INFORMATION>
◆ ◆ ◆ ◆

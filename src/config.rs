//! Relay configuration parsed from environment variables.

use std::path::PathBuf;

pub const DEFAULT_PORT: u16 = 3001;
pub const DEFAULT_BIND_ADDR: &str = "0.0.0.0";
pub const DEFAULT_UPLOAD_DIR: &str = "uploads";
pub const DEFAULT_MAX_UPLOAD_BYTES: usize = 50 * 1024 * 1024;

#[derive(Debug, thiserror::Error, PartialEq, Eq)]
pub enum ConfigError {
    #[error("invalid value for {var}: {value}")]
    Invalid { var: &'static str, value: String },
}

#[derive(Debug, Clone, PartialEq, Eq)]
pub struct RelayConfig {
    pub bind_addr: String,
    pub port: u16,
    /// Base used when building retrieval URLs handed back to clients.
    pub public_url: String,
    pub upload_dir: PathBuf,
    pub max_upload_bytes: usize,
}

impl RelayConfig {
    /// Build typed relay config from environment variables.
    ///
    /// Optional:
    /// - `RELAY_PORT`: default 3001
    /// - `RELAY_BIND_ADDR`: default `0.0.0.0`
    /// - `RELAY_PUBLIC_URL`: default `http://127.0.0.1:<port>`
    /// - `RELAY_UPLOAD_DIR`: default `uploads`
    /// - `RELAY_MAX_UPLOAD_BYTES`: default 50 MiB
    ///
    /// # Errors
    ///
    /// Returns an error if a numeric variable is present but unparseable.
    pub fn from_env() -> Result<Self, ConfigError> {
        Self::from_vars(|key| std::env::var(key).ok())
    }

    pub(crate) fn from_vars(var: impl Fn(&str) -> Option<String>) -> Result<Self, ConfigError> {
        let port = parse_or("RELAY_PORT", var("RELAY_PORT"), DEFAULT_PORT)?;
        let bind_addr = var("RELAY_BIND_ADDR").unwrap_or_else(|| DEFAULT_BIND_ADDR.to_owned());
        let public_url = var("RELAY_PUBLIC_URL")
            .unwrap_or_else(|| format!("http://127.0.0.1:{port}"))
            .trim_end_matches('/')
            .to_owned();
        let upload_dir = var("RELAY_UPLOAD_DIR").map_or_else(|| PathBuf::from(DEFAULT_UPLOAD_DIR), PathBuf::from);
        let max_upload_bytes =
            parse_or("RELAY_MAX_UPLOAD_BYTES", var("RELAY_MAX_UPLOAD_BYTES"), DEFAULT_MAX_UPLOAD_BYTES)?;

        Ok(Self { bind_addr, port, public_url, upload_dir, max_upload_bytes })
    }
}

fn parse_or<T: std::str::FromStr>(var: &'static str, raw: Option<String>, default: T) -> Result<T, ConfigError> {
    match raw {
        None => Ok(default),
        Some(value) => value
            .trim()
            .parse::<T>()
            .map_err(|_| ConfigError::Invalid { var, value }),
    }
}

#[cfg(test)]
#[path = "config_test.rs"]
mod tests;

◆ ◆ ◆ ◆

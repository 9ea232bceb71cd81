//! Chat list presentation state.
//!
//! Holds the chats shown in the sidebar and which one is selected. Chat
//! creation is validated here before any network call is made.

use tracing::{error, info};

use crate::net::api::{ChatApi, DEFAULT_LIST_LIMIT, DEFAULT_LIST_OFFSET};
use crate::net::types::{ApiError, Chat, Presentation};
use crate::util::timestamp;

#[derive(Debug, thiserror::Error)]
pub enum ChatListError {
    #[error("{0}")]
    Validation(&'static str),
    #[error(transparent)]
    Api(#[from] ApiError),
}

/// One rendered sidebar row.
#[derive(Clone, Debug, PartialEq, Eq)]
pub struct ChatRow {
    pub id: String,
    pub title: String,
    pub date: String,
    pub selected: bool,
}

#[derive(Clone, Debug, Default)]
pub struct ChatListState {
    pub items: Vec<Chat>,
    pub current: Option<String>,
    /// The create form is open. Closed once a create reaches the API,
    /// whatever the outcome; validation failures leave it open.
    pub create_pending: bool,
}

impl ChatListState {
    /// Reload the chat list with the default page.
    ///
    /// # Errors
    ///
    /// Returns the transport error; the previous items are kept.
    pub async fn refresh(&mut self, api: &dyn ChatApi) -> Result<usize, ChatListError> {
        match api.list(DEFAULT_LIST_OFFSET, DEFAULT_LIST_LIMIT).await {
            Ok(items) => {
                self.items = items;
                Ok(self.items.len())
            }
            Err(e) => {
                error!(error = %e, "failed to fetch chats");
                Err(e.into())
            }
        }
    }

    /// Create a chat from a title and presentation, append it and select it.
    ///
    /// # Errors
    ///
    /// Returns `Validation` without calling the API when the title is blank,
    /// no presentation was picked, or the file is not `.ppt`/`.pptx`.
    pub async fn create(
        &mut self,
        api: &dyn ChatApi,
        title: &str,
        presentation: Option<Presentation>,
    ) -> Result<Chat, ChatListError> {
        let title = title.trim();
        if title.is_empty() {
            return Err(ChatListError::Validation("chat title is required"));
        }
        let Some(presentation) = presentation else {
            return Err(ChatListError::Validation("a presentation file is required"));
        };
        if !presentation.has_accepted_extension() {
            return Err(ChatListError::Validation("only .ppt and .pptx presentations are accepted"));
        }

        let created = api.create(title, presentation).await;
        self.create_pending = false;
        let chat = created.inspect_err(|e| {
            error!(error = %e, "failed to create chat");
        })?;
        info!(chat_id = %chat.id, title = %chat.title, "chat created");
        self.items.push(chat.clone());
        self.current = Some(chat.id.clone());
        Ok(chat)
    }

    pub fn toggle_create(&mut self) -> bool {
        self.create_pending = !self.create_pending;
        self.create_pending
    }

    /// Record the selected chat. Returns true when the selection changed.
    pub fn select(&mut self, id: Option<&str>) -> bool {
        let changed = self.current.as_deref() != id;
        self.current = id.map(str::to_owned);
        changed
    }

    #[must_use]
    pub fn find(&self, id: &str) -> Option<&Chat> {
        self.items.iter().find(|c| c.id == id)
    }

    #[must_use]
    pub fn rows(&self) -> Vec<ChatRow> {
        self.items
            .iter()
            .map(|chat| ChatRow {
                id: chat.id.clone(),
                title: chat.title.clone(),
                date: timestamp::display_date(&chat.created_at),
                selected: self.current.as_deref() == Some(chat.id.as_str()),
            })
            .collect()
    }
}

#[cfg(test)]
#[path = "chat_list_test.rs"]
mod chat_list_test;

◆ ◆ ◆ ◆

WHAT THE EXERCISE ASKS>
Whenever a line of the records holds the string "open", pick it out and copy it.

RESULT OF THIS EXERCISE>
    /// The create form is open. Closed once a create reaches the API,
    /// whatever the outcome; validation failures leave it open.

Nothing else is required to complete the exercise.